Despite the powerful message and new insights from the institutional theory as developed by DiMaggio and Powell, and Meyer and Rowan, this theory has been criticized for the fact that “much of the imagery of institutional theory portrays organizations too passively and depicts environments as overly constraining” (Powell, 1991). From the end of the 1980’s and the beginning of the 1990’s, much of the theoretical (Oliver, 1991; Barley & Tolbert, 1997; Seo & Creed, 2002) and empirical (Leblebici, Salancik, Copay, & King, 1991;
Brint & Karabel, 1991; Palmer & Barber, 2001; Seo & Creed, 2002; Greenwood & Suddaby,
2006) work within institutional theory has increasingly embraced more latitude in the way organizations can go about their institutional context. Especially when the institutional context results in contradictory expectations (Oliver, 1991; Seo & Creed, 2002), or when it threatens the very survival of the organization (Sherer & Lee, 2002; Greenwood, Suddaby, & Hinings, 2002), will organizations take action beyond what is considered institutionally legitimate. Depending on the context in which an organization operates, it may develop a
range of strategies that range from conformity all the way to the manipulation of the institutions (Oliver, 1991). Recently, these latter strategies have been getting specific attention, because they represent a “paradox of embeddedness” (Seo & Creed, 2002): how can organizations change the very institutions that guide their thinking about the options they can take?
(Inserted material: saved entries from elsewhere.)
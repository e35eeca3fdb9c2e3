mod xts_lib;

pub use xts_lib::{
    AesBlockCipher, BlockCipher, DATA_UNIT_SIZE, Direction, Error, Result, Xts, decode_hex,
    encode_hex, random_xts_key,
};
The implication of institutional theory for strategy is that organizational survival and success depends on the legitimacy a firm can develop in its context. Besides carefully assessing the organizational efficiency, strategists should take the institutional expectations of the environments in which they operate into account. Yet, depending on a number of contextual factors, a number of strategies can be developed that may have as their goal to influence the institutional context.
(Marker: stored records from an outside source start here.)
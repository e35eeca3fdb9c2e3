use clap::{Args, Parser, Subcommand, ValueEnum};
use std::path::PathBuf;

#[derive(Parser, Debug)]
#[command(version, about, arg_required_else_help = true)]
pub struct Cli {
    #[command(subcommand)]
    pub command: Commands,
}

#[derive(Subcommand, Debug)]
pub enum Commands {
    /// Encrypt input to output, one 512-byte sector at a time
    Encrypt(EncryptArgs),

    /// Decrypt input to output, one 512-byte sector at a time
    Decrypt(CommonArgs),

    /// Run the IEEE 1619 known-answer self-test (test vector 10)
    Selftest,
}

#[derive(Args, Debug)]
#[command(arg_required_else_help = true)]
pub struct CommonArgs {
    /// Input file path.
    #[arg(short = 'i', long = "input")]
    pub input: PathBuf,

    /// Output file path.
    #[arg(short = 'o', long = "output")]
    pub output: PathBuf,

    /// Key file path. Holds the data key followed by the tweak key (32 or 64 bytes).
    #[arg(short = 'k', long = "key")]
    pub key: PathBuf,

    /// Data-unit number of the first sector in the input.
    #[arg(short = 's', long = "sector", default_value_t = 0)]
    pub sector: u64,
}

#[derive(Args, Debug)]
#[command(arg_required_else_help = true)]
pub struct EncryptArgs {
    #[command(flatten)]
    pub common: CommonArgs,

    /// Generate a random key (written to path specified by key)
    #[arg(long = "gen-key")]
    pub gen_key: bool,

    /// Only valid with --gen-key.
    #[arg(
        long = "key-size",
        value_enum,
        default_value_t = KeySize::Bits256,
        requires = "gen_key"
    )]
    pub key_size: KeySize,
}

#[derive(Copy, Clone, Debug, ValueEnum, Eq, PartialEq)]
pub enum KeySize {
    #[value(name = "128")]
    Bits128,
    #[value(name = "256")]
    Bits256,
}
126.96.36.199. Population Ecology Largely in line with many of the insights of institutional theory and increasingly intertwined with it (Dacin, 1997), the Population Ecology derives its theoretical assertions from the metaphorical comparison of organizational populations with those of biological populations. Importantly, the level of analysis in population ecology is not at the level of individual organizations, but at the level of a population, a collection of organizations in an industry (Jaffee, 2001). Similarly, the analytical focus of the ‘outside world’ is not on the entire environment, but on a population’s ecological niche: the resource pool that a population draws from and for which its members compete (Hatch & Cunliffe, 2006). As a result, the Population Ecology perspective is informative on what strategies are best suited for populations in a particular environment (Jaffee, 2001).
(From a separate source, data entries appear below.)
use crate::xts_lib::cipher::BlockCipher;
use crate::xts_lib::error::{Error, Result};

/// Default size of an XTS data unit in bytes: one 512-byte storage sector.
pub const DATA_UNIT_SIZE: usize = 512;

// Size of a 64 bit integer in bytes
const SIZE_OF_U64: usize = 8;

/// Feedback constant of the GF(2^128) reduction, from the primitive polynomial
/// x^128 + x^7 + x^2 + x + 1.
const GF_128_FEEDBACK: u64 = 0x87;

/// XTS mode engine (IEEE 1619): encrypts or decrypts whole data units so that identical
/// plaintext blocks in different sectors produce different ciphertext, without storing
/// any extra metadata.
///
/// The engine composes two externally keyed [`BlockCipher`] primitives: a *data cipher*
/// whose direction decides whether [`process_data_unit`](Xts::process_data_unit)
/// encrypts or decrypts, and a *tweak cipher* that is fixed for the engine's lifetime.
/// The tweak cipher always runs in its encrypt direction: the tweak is a deterministic
/// pseudorandom function of the sector index, independent of payload direction, so
/// callers must build it for encryption even when decrypting payload.
///
/// XTS is defined for 128-bit block ciphers; the tweak arithmetic operates on one
/// 16-byte block.
///
/// Not safe for concurrent use of a single instance: the data cipher is replaceable via
/// [`reset_cipher`](Xts::reset_cipher) and primitives may hold mutable scratch state,
/// which is why both operations take `&mut self`.
pub struct Xts<C: BlockCipher> {
    cipher: C,
    tweak_cipher: C,
    block_size: usize,
    data_unit_size: usize,
}

impl<C: BlockCipher> Xts<C> {
    /// Creates an engine over a 512-byte data unit.
    ///
    /// Fails with [`Error::AlgorithmMismatch`] if the two primitives report different
    /// algorithm names. This is the engine's only construction check; it exists to catch
    /// mismatched block sizes that would desynchronize tweak generation from payload
    /// processing. On success the engine's block size is taken from the data cipher.
    pub fn new(cipher: C, tweak_cipher: C) -> Result<Self> {
        Self::with_data_unit_size(cipher, tweak_cipher, DATA_UNIT_SIZE)
    }

    /// Creates an engine over a custom data-unit size, which must be a nonzero multiple
    /// of the cipher's block size.
    pub fn with_data_unit_size(cipher: C, tweak_cipher: C, data_unit_size: usize) -> Result<Self> {
        if cipher.algorithm_name() != tweak_cipher.algorithm_name() {
            return Err(Error::AlgorithmMismatch {
                data: cipher.algorithm_name().to_string(),
                tweak: tweak_cipher.algorithm_name().to_string(),
            });
        }

        let block_size = cipher.block_size();
        if data_unit_size == 0 || data_unit_size % block_size != 0 {
            return Err(Error::InvalidLength {
                len: data_unit_size,
                context: "data-unit size must be a nonzero multiple of the cipher block size",
            });
        }

        Ok(Self {
            cipher,
            tweak_cipher,
            block_size,
            data_unit_size,
        })
    }

    /// Name of the underlying cipher.
    pub fn algorithm_name(&self) -> &str {
        self.cipher.algorithm_name()
    }

    /// Block size of the underlying cipher, which is equal to the XTS block size.
    pub fn block_size(&self) -> usize {
        self.block_size
    }

    /// Size of one data unit in bytes.
    pub fn data_unit_size(&self) -> usize {
        self.data_unit_size
    }

    /// Replaces the data cipher, e.g. to flip between encryption and decryption,
    /// without touching the tweak cipher or reconstructing the engine.
    ///
    /// The replacement must report the same algorithm name and block size as the
    /// original; the engine does not re-validate this, so a mismatched swap is a latent
    /// caller error.
    pub fn reset_cipher(&mut self, cipher: C) {
        self.cipher = cipher;
    }

    /// Encrypts or decrypts one data unit, according to the direction the data cipher
    /// was built with.
    ///
    /// `data_unit_number` is the 64-bit sector index of this data unit on the storage
    /// device. Exactly [`data_unit_size`](Xts::data_unit_size) bytes are read from
    /// `input` and written to `output`; longer buffers are allowed and left untouched
    /// past that point. The input buffer is never mutated.
    ///
    /// All length preconditions are checked before any output byte is written, so a
    /// failed call leaves `output` exactly as it was:
    /// - `input.len()` must be a multiple of the block size,
    /// - `input` and `output` must each hold at least one data unit.
    ///
    /// Returns the number of bytes processed, always one data unit on success.
    pub fn process_data_unit(
        &mut self,
        input: &[u8],
        output: &mut [u8],
        data_unit_number: u64,
    ) -> Result<usize> {
        if input.len() % self.block_size != 0 {
            return Err(Error::InvalidLength {
                len: input.len(),
                context: "input is not a multiple of the cipher block size",
            });
        }
        if input.len() < self.data_unit_size {
            return Err(Error::InvalidLength {
                len: input.len(),
                context: "input is shorter than one data unit",
            });
        }
        if output.len() < self.data_unit_size {
            return Err(Error::InvalidLength {
                len: output.len(),
                context: "output is shorter than one data unit",
            });
        }

        let mut tweak = self.derive_tweak(data_unit_number);
        for (input_block, output_block) in input[..self.data_unit_size]
            .chunks_exact(self.block_size)
            .zip(output[..self.data_unit_size].chunks_exact_mut(self.block_size))
        {
            self.process_block(input_block, output_block, &tweak);
            multiply_tweak_by_alpha(&mut tweak);
        }

        Ok(self.data_unit_size)
    }

    /// Produces the initial tweak for a data unit: the sector index stored little-endian
    /// into the first 8 bytes of a zeroed block, passed once through the tweak cipher.
    fn derive_tweak(&mut self, data_unit_number: u64) -> Vec<u8> {
        let mut tweak = vec![0u8; self.block_size];
        tweak[..SIZE_OF_U64].copy_from_slice(&data_unit_number.to_le_bytes());
        self.tweak_cipher.process_block(&mut tweak);
        tweak
    }

    /// XEX transform of a single block. Copy-first contract: the XOR with the tweak
    /// happens while merging the input into the output slice, so the input is never
    /// mutated.
    fn process_block(&mut self, input: &[u8], output: &mut [u8], tweak: &[u8]) {
        // PP <- P ^ T
        for ((out, &plain), &t) in output.iter_mut().zip(input).zip(tweak) {
            *out = plain ^ t;
        }

        // CC <- enc(Key1, PP), or PP <- dec(Key1, CC) when the data cipher decrypts
        self.cipher.process_block(output);

        // C <- CC ^ T
        for (out, &t) in output.iter_mut().zip(tweak) {
            *out ^= t;
        }
    }
}

/// Advances the tweak for the next block: tweak <- tweak * alpha in GF(2^128), modulo
/// x^128 + x^7 + x^2 + x + 1.
///
/// The tweak is viewed as two little-endian 64-bit half-words. The combined 128-bit
/// value is shifted left one bit, and a carry out of the high word folds the feedback
/// constant back into the low word.
fn multiply_tweak_by_alpha(tweak: &mut [u8]) {
    // The tweak is always one 128-bit block, so these conversions cannot fail.
    let mut lo = u64::from_le_bytes(tweak[..SIZE_OF_U64].try_into().unwrap());
    let mut hi = u64::from_le_bytes(tweak[SIZE_OF_U64..2 * SIZE_OF_U64].try_into().unwrap());

    let carry = hi >> 63;
    hi = (hi << 1) | (lo >> 63);
    lo <<= 1;
    if carry != 0 {
        lo ^= GF_128_FEEDBACK;
    }

    tweak[..SIZE_OF_U64].copy_from_slice(&lo.to_le_bytes());
    tweak[SIZE_OF_U64..2 * SIZE_OF_U64].copy_from_slice(&hi.to_le_bytes());
}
Population ecologists are especially interested in organizational ‘birth’ and ‘death’:
organizational success can therefore be measures by its survival or not. The central conception of population ecologists is that performance is the result of a system of variation, selection, and retention of practices developed by organizations that compete for scarce resources for their survival (Hannan & Freeman, 1977; Hannan & Freeman, 1984). Whereas some variety may exist in strategies and organizational forms within a population, resource scarcities will start a selection process that favors the survival of the best suited organizations and the ‘death’ of others. Markets thereby follow a logic that is akin to the Darwinian logic of natural systems. In order to increase the possibility of survival, however, organizations may ‘mimic’ the strategies and organizational forms of successful organizations, hoping to be retained by the population as a result.